06/05/2026
Quando falamos em acesso à saúde no Brasil, é comum pensar primeiro em hospitais, clínicas ou planos de saúde. Mas a realidade da maior parte da população é diferente.
Hoje, cerca de 7 em cada 10 brasileiros dependem exclusivamente do SUS, o que naturalmente gera desafios de acesso, tempo de espera e acompanhamento contínuo, especialmente para condições crônicas como a hipertensão.
Nesse contexto, existe um ponto de cuidado que já está presente, acessível e inserido na rotina das pessoas: a farmácia.
Com presença em praticamente todos os municípios do país, a farmácia se tornou, na prática, o primeiro ponto de contato com o sistema de saúde para milhões de brasileiros. É onde o paciente tira dúvidas, busca orientação e, muitas vezes, inicia sua jornada de cuidado.

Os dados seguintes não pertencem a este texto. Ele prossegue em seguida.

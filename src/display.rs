use colored::Colorize;
use comfy_table::{Cell, CellAlignment, ContentArrangement, Table};

use crate::board::BoardTexture;
use crate::cards::{Card, Suit};
use crate::draws::DrawInfo;
use crate::equity::{accurate_odds, odds_against, Street};
use crate::hand_evaluator::HandEvaluation;
use crate::recommendation::{Action, Confidence, Recommendation};

pub fn board_display(cards: &[Card]) -> String {
    if cards.is_empty() {
        return "(none)".dimmed().to_string();
    }
    cards
        .iter()
        .map(|card| {
            let text = card.pretty();
            match card.suit {
                Suit::Spades => text.white().to_string(),
                Suit::Hearts => text.red().to_string(),
                Suit::Diamonds => text.blue().to_string(),
                Suit::Clubs => text.green().to_string(),
            }
        })
        .collect::<Vec<_>>()
        .join(" ")
}

/// Strength meter for a 0-100 score.
pub fn strength_bar(strength: u8, width: usize) -> String {
    let filled = usize::from(strength.min(100)) * width / 100;
    let bar: String = "\u{2588}".repeat(filled) + &"\u{2591}".repeat(width - filled);
    let pct = format!("{}/100", strength);

    if strength >= 70 {
        format!("{} {}", bar.green(), pct)
    } else if strength >= 30 {
        format!("{} {}", bar.yellow(), pct)
    } else {
        format!("{} {}", bar.red(), pct)
    }
}

pub fn styled_action(action: Action) -> String {
    let text = action.to_string();
    match action {
        Action::Raise | Action::AllIn => text.red().bold().to_string(),
        Action::Call => text.green().bold().to_string(),
        Action::Check => text.yellow().bold().to_string(),
        Action::Fold => text.dimmed().bold().to_string(),
    }
}

pub fn styled_confidence(confidence: Confidence) -> String {
    let text = confidence.to_string();
    match confidence {
        Confidence::High => text.bold().to_string(),
        Confidence::Medium => text.normal().to_string(),
        Confidence::Low => text.dimmed().to_string(),
    }
}

fn yes_no(flag: bool) -> &'static str {
    if flag {
        "Yes"
    } else {
        "No"
    }
}

fn key_value_table(rows: Vec<(&str, String)>) -> Table {
    let mut table = Table::new();
    table.set_content_arrangement(ContentArrangement::Dynamic);
    for (key, value) in rows {
        table.add_row(vec![
            Cell::new(key.bold().to_string()),
            Cell::new(value).set_alignment(CellAlignment::Left),
        ]);
    }
    table
}

pub fn evaluation_table(evaluation: &HandEvaluation) -> String {
    key_value_table(vec![
        ("Hand", evaluation.description.clone()),
        ("Category", format!("{} (rank {})", evaluation.hand_name, evaluation.hand_rank)),
        ("Strength", strength_bar(evaluation.strength, 20)),
        ("Class", evaluation.category().to_string()),
        ("Best Cards", board_display(&evaluation.best_cards)),
    ])
    .to_string()
}

pub fn texture_table(texture: &BoardTexture) -> String {
    let missing = if texture.missing_straight_cards.is_empty() {
        "-".to_string()
    } else {
        texture
            .missing_straight_cards
            .iter()
            .map(|r| r.to_char().to_string())
            .collect::<Vec<_>>()
            .join(", ")
    };
    key_value_table(vec![
        ("Texture", texture.category()),
        ("Wet", yes_no(texture.wet).to_string()),
        (
            "Flush Suit",
            texture
                .flush_suit
                .map(|s| s.name().to_string())
                .unwrap_or_else(|| "-".to_string()),
        ),
        ("Four Flush", yes_no(texture.four_flush).to_string()),
        ("Four Straight", yes_no(texture.four_straight).to_string()),
        ("Straight Cards", missing),
        ("Paired", yes_no(texture.is_paired).to_string()),
        ("High Card", texture.high_card.name().to_string()),
    ])
    .to_string()
}

pub fn draws_table(draws: &DrawInfo, street: Street) -> String {
    let pct = accurate_odds(draws.outs, street);
    key_value_table(vec![
        ("Draws", draws.description.clone()),
        ("Outs", draws.outs.to_string()),
        (
            "To Hit",
            format!("{}% from the {} ({} against)", pct, street, odds_against(pct)),
        ),
    ])
    .to_string()
}

pub fn print_recommendation(rec: &Recommendation) {
    println!(
        "\n  {}  {} confidence",
        styled_action(rec.action),
        styled_confidence(rec.confidence)
    );
    println!("  {}", rec.hand_description.bold());
    println!("  {}", rec.reasoning);
    if let Some(warning) = &rec.board_warning {
        println!("  {} {}", "Warning:".red().bold(), warning);
    }
    if let Some(draw) = &rec.draw_info {
        println!("  {} {}", "Draw:".cyan().bold(), draw);
    }
    if let Some(odds) = &rec.outs_odds {
        println!("  {} {}", "Odds:".cyan().bold(), odds);
    }
    if let Some(narrative) = &rec.narrative {
        println!("  {} {}", "Coach:".magenta().bold(), narrative.italic());
    }
}

pub fn print_section(title: &str, content: &str) {
    println!("\n{}", title.cyan().bold());
    println!("{}", content);
}

pub fn print_error(msg: &str) {
    eprintln!("{} {}", "Error:".red().bold(), msg);
}
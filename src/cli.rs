use std::ffi::OsString;

use clap::{Parser, Subcommand, ValueEnum};
use colored::Colorize;
use serde::Serialize;

use crate::advisor::Advisor;
use crate::board::analyze_board_texture;
use crate::cards::{parse_board, parse_hole, GameStage, Position};
use crate::display::{
    board_display, draws_table, evaluation_table, print_error, print_recommendation,
    print_section, styled_action, texture_table,
};
use crate::draws::detect_draws;
use crate::equity::{accurate_odds, odds_against, rule_of_four_and_two, Street};
use crate::error::AdvisorResult;
use crate::hand_evaluator::evaluate_hand;
use crate::preflop::{preflop_recommendation, tier_confidence};

#[derive(Parser)]
#[command(
    name = "advise",
    version = "1.0.0",
    about = "Texas Hold'em decision advisor: hand strength, board texture, draws and a recommended action."
)]
struct Cli {
    #[command(subcommand)]
    command: Commands,
}

#[derive(Clone, Copy, ValueEnum)]
enum PositionArg {
    Early,
    Middle,
    Late,
    Blinds,
}

impl From<PositionArg> for Position {
    fn from(arg: PositionArg) -> Position {
        match arg {
            PositionArg::Early => Position::Early,
            PositionArg::Middle => Position::Middle,
            PositionArg::Late => Position::Late,
            PositionArg::Blinds => Position::Blinds,
        }
    }
}

#[derive(Clone, Copy, ValueEnum)]
enum StageArg {
    Preflop,
    Flop,
    Turn,
    River,
}

impl From<StageArg> for GameStage {
    fn from(arg: StageArg) -> GameStage {
        match arg {
            StageArg::Preflop => GameStage::Preflop,
            StageArg::Flop => GameStage::Flop,
            StageArg::Turn => GameStage::Turn,
            StageArg::River => GameStage::River,
        }
    }
}

#[derive(Clone, Copy, ValueEnum)]
enum StreetArg {
    Flop,
    Turn,
    River,
}

impl From<StreetArg> for Street {
    fn from(arg: StreetArg) -> Street {
        match arg {
            StreetArg::Flop => Street::Flop,
            StreetArg::Turn => Street::Turn,
            StreetArg::River => Street::River,
        }
    }
}

#[derive(Subcommand)]
enum Commands {
    /// Recommend an action for the current street
    Analyze {
        /// Hole cards, e.g. AsKd
        hole: String,
        /// Community cards, e.g. Ks7d2c
        #[arg(short, long, default_value = "")]
        board: String,
        #[arg(short, long, value_enum, default_value = "middle")]
        position: PositionArg,
        /// Override the stage derived from the board size
        #[arg(short, long, value_enum)]
        stage: Option<StageArg>,
        #[arg(long)]
        json: bool,
    },
    /// Evaluate the best hand and its strength score
    Evaluate {
        hole: String,
        #[arg(short, long, default_value = "")]
        board: String,
        #[arg(long)]
        json: bool,
    },
    /// Analyze the texture of the community cards
    Board {
        cards: String,
        #[arg(long)]
        json: bool,
    },
    /// Detect flush and straight draws
    Draws {
        hole: String,
        #[arg(short, long)]
        board: String,
        #[arg(long)]
        json: bool,
    },
    /// Chance to hit a number of outs
    Odds {
        outs: u8,
        #[arg(short, long, value_enum, default_value = "flop")]
        street: StreetArg,
    },
    /// Pre-flop tier and action for a starting hand
    Preflop {
        hand: String,
        #[arg(short, long, value_enum, default_value = "middle")]
        position: PositionArg,
        #[arg(long)]
        json: bool,
    },
}

pub fn run() {
    if let Err(e) = execute(Cli::parse()) {
        print_error(&e.to_string());
        std::process::exit(1);
    }
}

/// Parses `args` (program name first) and runs the command, returning its
/// error instead of exiting.
pub fn run_with_args<I, T>(args: I) -> AdvisorResult<()>
where
    I: IntoIterator<Item = T>,
    T: Into<OsString> + Clone,
{
    execute(Cli::parse_from(args))
}

fn execute(cli: Cli) -> AdvisorResult<()> {
    match cli.command {
        Commands::Analyze {
            hole,
            board,
            position,
            stage,
            json,
        } => cmd_analyze(&hole, &board, position.into(), stage.map(Into::into), json),
        Commands::Evaluate { hole, board, json } => cmd_evaluate(&hole, &board, json),
        Commands::Board { cards, json } => cmd_board(&cards, json),
        Commands::Draws { hole, board, json } => cmd_draws(&hole, &board, json),
        Commands::Odds { outs, street } => {
            cmd_odds(outs, street.into());
            Ok(())
        }
        Commands::Preflop {
            hand,
            position,
            json,
        } => cmd_preflop(&hand, position.into(), json),
    }
}

fn print_json<T: Serialize>(value: &T) -> AdvisorResult<()> {
    println!("{}", serde_json::to_string_pretty(value)?);
    Ok(())
}

fn cmd_analyze(
    hole: &str,
    board: &str,
    position: Position,
    stage: Option<GameStage>,
    json: bool,
) -> AdvisorResult<()> {
    let hole = parse_hole(hole)?;
    let community = parse_board(board)?;
    let analysis = Advisor::new().analyze_at(&hole, &community, stage, position)?;

    if json {
        return print_json(&analysis);
    }

    println!();
    println!("  Hole:  {}", board_display(&analysis.hole));
    println!("  Board: {}", board_display(&analysis.community));
    println!(
        "  {} | {} position",
        analysis.stage.as_str().to_uppercase().bold(),
        analysis.position.label()
    );
    print_section("Hand", &evaluation_table(&analysis.evaluation));
    if !analysis.community.is_empty() {
        print_section("Board", &texture_table(&analysis.texture));
    }
    print_section("Recommendation", "");
    print_recommendation(&analysis.recommendation);
    println!();
    Ok(())
}

fn cmd_evaluate(hole: &str, board: &str, json: bool) -> AdvisorResult<()> {
    let hole = parse_hole(hole)?;
    let community = parse_board(board)?;
    let evaluation = evaluate_hand(&hole, &community)?;

    if json {
        return print_json(&evaluation);
    }

    println!();
    println!("  {} | {}", board_display(&hole), board_display(&community));
    println!("{}", evaluation_table(&evaluation));
    Ok(())
}

fn cmd_board(cards: &str, json: bool) -> AdvisorResult<()> {
    let community = parse_board(cards)?;
    GameStage::from_community_count(community.len())?;
    let texture = analyze_board_texture(&community);

    if json {
        return print_json(&texture);
    }

    println!();
    println!("  Board: {}", board_display(&community));
    println!("{}", texture_table(&texture));
    Ok(())
}

fn cmd_draws(hole: &str, board: &str, json: bool) -> AdvisorResult<()> {
    let hole = parse_hole(hole)?;
    let community = parse_board(board)?;
    let stage = GameStage::from_community_count(community.len())?;
    let draws = detect_draws(&hole, &community);

    if json {
        return print_json(&draws);
    }

    let street = Street::from_stage(stage).unwrap_or(Street::Flop);
    println!();
    println!("  {} | {}", board_display(&hole), board_display(&community));
    println!("{}", draws_table(&draws, street));
    Ok(())
}

fn cmd_odds(outs: u8, street: Street) {
    let pct = accurate_odds(outs, street);
    println!();
    println!("  {} outs from the {}", outs.to_string().bold(), street);
    println!("  Table:        {}% ({} against)", pct, odds_against(pct));
    println!("  Rule of 4/2:  {}%", rule_of_four_and_two(outs, street));
    if street == Street::River {
        println!("  {}", "No cards to come on the river; read as the turn.".dimmed());
    }
}

fn cmd_preflop(hand: &str, position: Position, json: bool) -> AdvisorResult<()> {
    let hole = parse_hole(hand)?;
    let advice = preflop_recommendation(&hole, position);

    if json {
        return print_json(&advice);
    }

    println!();
    println!(
        "  {}  {} ({})",
        board_display(&hole),
        advice.notation.bold(),
        advice.hand_description
    );
    println!(
        "  Tier {} | {} position: {}",
        advice.tier,
        position.label(),
        position.description()
    );
    println!(
        "\n  {}  {} confidence",
        styled_action(advice.action),
        tier_confidence(advice.tier)
    );
    println!("  {}", advice.reasoning);
    Ok(())
}
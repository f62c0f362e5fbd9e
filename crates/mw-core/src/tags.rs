//! Tag normalisation.

/// Parses free-form tag input into a normalised, de-duplicated list.
///
/// Every input string is split on whitespace; characters outside
/// `[a-z0-9_-]` are stripped after lowercasing and empty tokens are dropped.
/// The first occurrence of a tag decides its position.
pub fn parse_tags<I, S>(input: I) -> Vec<String>
where
    I: IntoIterator<Item = S>,
    S: AsRef<str>,
{
    let mut tags: Vec<String> = Vec::new();

    for chunk in input {
        for token in chunk.as_ref().split_whitespace() {
            let tag: String = token
                .chars()
                .map(|c| c.to_ascii_lowercase())
                .filter(|c| c.is_ascii_lowercase() || c.is_ascii_digit() || *c == '_' || *c == '-')
                .collect();
            if !tag.is_empty() && !tags.contains(&tag) {
                tags.push(tag);
            }
        }
    }

    tags
}

/// Tag lists taken from a URL segment also accept `+` and `,` as separators.
pub fn parse_tag_path(segment: &str) -> Vec<String> {
    let spaced = segment.replace(['+', ','], " ");
    parse_tags([spaced.as_str()])
}

#[cfg(test)]
mod tests {
    use super::*;

    #[test]
    fn strips_and_lowercases() {
        assert_eq!(
            parse_tags(["Dungeon-World  AW_2e  #basic!"]),
            vec!["dungeon-world", "aw_2e", "basic"]
        );
    }

    #[test]
    fn accepts_lists_and_drops_duplicates() {
        assert_eq!(
            parse_tags(vec!["combat".to_string(), "COMBAT magic".to_string(), "???".to_string()]),
            vec!["combat", "magic"]
        );
    }

    #[test]
    fn idempotent() {
        let once = parse_tags(["Hack&Slash  peripheral  !!  Hack&Slash"]);
        assert_eq!(parse_tags(&once), once);
    }

    #[test]
    fn path_separators() {
        assert_eq!(parse_tag_path("combat+Magic,basic"), vec!["combat", "magic", "basic"]);
        assert!(parse_tag_path("").is_empty());
    }
}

Isso muda completamente o papel do farmacêutico.
De um profissional que apenas dispensa medicamentos para alguém que atua diretamente na orientação, no acompanhamento e na prevenção. E quanto mais estruturados são os serviços clínicos dentro da farmácia, maior é o impacto gerado na saúde da comunidade.
A farmácia não substitui o sistema de saúde.
Mas ela já é, hoje, uma das suas portas de entrada mais importantes.